> [THE TASK]: In the entries below, find the line containing "out of range" and the line containing "fn init_tracing() ->". Copy those two lines and everything between them exactly, and only that.

> [DATA PROVIDED]:
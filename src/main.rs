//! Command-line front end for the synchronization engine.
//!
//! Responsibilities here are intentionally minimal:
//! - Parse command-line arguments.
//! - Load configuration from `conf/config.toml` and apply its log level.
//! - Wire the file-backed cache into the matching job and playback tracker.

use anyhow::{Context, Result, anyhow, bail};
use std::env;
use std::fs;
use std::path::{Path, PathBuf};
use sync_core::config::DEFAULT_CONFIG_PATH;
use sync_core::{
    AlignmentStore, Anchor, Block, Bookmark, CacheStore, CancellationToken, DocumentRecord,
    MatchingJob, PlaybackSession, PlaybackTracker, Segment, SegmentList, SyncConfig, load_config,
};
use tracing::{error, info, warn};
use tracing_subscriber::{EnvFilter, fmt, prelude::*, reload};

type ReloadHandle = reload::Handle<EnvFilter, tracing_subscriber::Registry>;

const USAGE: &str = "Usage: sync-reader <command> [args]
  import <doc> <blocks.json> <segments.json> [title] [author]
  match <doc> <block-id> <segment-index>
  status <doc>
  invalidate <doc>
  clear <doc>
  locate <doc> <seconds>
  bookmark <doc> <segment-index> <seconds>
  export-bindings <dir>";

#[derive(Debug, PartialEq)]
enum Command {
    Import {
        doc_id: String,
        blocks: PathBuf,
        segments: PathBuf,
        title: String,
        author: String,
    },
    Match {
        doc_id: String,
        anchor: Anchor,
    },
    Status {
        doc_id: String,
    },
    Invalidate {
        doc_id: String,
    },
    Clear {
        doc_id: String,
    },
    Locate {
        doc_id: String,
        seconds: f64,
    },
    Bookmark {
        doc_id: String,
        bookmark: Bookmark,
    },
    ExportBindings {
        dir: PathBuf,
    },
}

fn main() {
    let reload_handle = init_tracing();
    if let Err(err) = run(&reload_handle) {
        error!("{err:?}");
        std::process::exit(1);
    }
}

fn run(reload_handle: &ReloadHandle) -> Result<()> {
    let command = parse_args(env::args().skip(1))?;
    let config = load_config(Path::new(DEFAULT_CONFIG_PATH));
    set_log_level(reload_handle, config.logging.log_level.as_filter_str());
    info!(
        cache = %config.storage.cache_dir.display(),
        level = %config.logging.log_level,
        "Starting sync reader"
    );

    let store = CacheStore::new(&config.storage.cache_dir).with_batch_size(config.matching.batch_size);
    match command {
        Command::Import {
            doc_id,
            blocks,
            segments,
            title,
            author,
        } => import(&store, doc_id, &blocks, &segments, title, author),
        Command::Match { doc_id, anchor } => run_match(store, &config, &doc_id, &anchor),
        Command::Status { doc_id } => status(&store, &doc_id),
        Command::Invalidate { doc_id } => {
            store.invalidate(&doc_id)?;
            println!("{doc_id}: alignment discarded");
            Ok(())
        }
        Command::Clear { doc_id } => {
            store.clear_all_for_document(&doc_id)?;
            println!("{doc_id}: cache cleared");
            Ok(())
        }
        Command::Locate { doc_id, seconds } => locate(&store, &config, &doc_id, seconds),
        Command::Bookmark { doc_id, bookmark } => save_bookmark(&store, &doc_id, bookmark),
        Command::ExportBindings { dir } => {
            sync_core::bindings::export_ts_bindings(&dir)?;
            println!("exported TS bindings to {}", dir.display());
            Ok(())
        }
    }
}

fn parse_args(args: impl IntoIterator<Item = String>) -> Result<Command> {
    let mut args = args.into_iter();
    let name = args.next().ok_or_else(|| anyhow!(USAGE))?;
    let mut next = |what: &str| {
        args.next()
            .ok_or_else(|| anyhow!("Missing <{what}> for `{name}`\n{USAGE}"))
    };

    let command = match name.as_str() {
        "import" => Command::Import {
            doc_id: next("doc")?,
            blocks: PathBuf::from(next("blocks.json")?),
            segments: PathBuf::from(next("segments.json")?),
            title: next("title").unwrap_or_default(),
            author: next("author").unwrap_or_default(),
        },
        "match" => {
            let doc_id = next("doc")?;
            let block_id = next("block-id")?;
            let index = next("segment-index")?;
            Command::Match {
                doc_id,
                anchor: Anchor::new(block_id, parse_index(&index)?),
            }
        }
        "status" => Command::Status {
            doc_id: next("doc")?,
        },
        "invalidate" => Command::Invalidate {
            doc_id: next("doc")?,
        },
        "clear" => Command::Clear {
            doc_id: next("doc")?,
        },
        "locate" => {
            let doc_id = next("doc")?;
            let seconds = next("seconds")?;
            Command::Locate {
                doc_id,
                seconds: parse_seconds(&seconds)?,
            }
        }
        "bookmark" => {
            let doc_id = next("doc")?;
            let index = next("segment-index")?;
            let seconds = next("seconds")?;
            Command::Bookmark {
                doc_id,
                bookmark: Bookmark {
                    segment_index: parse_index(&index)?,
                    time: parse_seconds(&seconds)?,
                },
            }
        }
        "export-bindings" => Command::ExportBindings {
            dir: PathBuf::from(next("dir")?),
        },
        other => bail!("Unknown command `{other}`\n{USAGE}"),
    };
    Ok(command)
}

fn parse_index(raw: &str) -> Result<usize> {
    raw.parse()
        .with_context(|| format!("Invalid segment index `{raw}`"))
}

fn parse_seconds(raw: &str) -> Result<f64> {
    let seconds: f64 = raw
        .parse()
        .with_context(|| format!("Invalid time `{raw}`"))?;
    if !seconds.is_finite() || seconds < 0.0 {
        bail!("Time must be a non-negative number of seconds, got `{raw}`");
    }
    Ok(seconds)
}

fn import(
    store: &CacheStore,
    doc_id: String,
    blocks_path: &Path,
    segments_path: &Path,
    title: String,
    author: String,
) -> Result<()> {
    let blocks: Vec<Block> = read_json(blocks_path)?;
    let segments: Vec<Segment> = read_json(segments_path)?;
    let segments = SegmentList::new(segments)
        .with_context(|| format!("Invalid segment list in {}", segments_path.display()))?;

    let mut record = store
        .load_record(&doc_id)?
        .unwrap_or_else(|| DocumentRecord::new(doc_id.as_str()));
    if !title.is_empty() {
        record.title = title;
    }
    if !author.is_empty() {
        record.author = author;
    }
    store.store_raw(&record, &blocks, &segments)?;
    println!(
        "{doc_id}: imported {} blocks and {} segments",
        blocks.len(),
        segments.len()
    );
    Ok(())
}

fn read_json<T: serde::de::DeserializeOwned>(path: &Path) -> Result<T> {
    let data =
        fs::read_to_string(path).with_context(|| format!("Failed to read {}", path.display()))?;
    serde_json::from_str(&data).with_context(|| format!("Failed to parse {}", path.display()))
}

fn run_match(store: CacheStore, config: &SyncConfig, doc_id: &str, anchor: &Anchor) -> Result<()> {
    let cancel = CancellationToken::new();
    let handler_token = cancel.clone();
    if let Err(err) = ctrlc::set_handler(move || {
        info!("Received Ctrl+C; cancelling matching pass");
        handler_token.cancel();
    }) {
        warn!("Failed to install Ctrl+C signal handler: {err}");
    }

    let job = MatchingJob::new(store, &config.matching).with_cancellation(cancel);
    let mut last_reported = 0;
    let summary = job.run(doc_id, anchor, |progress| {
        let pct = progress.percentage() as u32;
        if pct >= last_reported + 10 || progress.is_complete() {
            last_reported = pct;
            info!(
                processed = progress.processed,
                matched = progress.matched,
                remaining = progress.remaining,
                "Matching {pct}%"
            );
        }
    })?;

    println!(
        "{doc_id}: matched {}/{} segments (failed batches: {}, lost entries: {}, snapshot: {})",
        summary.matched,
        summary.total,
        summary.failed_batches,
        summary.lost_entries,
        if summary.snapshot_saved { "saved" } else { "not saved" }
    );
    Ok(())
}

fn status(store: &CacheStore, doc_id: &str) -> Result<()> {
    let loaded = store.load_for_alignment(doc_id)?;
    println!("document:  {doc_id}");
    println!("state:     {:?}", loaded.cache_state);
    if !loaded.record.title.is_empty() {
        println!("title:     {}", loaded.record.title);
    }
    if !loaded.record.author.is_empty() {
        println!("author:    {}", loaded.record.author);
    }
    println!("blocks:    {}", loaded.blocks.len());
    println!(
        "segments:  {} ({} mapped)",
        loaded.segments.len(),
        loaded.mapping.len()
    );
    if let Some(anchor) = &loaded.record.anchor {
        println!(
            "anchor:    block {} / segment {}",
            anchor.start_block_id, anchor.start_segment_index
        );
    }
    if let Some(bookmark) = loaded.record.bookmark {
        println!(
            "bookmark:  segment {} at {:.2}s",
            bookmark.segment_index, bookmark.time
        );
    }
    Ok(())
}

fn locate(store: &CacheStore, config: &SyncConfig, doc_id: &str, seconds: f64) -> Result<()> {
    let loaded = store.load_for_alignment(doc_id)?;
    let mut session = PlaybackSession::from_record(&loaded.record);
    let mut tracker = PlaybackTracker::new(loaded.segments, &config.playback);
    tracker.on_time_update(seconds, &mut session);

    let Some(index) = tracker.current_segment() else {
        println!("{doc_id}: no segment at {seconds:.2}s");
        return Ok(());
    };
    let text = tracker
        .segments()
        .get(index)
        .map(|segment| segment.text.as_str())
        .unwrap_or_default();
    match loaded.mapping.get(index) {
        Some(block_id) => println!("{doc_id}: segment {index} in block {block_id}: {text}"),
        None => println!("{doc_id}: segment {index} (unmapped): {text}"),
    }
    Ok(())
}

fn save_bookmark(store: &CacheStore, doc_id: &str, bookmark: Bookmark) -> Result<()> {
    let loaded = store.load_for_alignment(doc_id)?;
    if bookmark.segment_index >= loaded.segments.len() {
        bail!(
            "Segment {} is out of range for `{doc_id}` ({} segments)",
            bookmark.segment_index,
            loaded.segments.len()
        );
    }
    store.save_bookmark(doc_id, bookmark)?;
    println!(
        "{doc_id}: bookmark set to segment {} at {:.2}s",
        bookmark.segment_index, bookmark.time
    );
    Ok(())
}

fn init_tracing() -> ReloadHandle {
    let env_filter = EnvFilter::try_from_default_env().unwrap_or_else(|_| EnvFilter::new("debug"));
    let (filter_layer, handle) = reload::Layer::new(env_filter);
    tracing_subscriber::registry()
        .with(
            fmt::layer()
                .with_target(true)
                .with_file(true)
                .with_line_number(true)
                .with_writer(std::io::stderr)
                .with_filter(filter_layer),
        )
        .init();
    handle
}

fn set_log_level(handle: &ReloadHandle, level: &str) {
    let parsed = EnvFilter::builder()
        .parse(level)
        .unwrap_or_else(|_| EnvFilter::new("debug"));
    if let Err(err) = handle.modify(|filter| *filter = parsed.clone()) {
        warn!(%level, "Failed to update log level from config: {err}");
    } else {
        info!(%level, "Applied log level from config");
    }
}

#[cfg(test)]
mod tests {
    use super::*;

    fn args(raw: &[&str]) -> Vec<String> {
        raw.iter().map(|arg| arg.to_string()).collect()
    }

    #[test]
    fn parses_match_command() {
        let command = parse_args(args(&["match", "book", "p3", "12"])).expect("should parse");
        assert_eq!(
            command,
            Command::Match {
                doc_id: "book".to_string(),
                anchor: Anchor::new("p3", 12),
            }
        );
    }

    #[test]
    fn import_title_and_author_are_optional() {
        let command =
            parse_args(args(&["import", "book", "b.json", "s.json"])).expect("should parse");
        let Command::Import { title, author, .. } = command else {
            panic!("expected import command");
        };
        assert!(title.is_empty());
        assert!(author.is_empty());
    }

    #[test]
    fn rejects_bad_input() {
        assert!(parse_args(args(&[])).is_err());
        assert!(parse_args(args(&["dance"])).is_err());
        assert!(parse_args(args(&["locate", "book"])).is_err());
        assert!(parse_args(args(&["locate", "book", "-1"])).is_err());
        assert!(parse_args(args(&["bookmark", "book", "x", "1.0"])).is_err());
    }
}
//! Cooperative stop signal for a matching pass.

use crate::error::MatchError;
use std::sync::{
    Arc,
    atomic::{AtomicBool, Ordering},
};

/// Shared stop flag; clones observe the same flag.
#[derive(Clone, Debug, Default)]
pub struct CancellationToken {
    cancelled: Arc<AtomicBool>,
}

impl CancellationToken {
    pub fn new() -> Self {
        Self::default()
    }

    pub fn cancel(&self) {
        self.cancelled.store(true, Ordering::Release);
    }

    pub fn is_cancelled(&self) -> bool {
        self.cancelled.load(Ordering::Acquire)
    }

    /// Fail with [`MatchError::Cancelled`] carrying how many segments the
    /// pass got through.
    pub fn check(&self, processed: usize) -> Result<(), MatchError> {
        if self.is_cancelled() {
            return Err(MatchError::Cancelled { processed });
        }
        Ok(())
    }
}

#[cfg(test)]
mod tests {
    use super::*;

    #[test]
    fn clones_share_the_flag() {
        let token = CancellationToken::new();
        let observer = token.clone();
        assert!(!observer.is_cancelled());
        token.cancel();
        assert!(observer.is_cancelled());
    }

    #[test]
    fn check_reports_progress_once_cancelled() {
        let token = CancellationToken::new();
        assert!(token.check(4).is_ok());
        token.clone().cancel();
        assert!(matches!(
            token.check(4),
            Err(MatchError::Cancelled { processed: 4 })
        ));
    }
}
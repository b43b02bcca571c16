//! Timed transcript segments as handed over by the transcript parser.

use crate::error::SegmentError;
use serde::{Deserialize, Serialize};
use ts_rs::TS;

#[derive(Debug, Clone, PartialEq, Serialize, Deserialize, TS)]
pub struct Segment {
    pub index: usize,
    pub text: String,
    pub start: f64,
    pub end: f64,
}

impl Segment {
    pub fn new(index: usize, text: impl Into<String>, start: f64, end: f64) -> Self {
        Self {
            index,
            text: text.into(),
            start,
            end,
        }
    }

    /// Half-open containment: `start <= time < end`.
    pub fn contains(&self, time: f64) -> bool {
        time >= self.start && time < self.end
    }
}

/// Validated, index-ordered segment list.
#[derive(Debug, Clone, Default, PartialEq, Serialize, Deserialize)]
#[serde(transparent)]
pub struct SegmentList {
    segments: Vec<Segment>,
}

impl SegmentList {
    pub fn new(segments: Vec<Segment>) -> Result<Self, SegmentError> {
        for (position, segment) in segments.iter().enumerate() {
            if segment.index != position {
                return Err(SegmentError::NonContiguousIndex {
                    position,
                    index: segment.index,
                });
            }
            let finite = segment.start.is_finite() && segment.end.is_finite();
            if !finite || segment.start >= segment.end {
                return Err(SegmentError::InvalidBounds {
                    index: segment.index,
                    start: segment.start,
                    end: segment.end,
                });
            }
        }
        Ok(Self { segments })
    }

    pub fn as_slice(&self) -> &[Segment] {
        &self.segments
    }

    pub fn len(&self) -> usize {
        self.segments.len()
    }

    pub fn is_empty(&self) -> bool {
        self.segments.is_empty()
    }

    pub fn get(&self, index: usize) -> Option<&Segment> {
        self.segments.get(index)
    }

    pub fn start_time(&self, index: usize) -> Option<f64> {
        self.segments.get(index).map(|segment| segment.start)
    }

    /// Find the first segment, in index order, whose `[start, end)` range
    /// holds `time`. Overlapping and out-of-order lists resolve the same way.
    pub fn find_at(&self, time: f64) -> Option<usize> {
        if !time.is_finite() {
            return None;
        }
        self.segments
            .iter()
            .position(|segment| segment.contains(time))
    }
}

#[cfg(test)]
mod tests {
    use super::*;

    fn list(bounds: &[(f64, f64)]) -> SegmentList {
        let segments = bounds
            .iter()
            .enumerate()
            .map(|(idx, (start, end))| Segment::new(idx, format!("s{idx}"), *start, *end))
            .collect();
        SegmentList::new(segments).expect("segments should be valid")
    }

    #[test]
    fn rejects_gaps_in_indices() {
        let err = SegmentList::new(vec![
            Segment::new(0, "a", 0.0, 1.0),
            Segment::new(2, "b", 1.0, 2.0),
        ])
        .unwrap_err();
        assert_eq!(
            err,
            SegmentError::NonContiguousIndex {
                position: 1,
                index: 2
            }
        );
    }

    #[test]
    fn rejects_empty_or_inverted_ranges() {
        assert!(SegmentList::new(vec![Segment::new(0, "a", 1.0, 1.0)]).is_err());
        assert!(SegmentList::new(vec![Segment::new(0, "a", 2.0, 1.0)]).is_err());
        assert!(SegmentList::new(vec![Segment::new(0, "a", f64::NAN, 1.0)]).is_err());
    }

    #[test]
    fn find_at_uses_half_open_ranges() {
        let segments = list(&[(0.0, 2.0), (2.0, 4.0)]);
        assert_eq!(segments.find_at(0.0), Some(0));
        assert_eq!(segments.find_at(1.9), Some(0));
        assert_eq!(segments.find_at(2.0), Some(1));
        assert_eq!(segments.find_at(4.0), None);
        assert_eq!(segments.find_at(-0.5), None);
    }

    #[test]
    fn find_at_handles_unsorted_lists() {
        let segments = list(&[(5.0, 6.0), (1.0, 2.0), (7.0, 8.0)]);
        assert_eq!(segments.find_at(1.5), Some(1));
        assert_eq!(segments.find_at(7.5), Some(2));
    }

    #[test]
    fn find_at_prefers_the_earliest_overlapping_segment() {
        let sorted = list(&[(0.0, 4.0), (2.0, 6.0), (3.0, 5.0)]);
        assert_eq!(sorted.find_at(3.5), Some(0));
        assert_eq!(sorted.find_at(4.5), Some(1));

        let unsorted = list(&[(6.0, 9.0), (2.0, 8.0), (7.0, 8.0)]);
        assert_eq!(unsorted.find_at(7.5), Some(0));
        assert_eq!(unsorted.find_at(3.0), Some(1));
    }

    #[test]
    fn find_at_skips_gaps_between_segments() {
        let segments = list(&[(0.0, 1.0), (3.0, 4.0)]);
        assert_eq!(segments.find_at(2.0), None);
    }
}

> [TASK RESULT]:
            "Segment {} is out of range for `{doc_id}` ({} segments)",
            bookmark.segment_index,
            loaded.segments.len()
        );
    }
    store.save_bookmark(doc_id, bookmark)?;
    println!(
        "{doc_id}: bookmark set to segment {} at {:.2}s",
        bookmark.segment_index, bookmark.time
    );
    Ok(())
}

fn init_tracing() -> ReloadHandle {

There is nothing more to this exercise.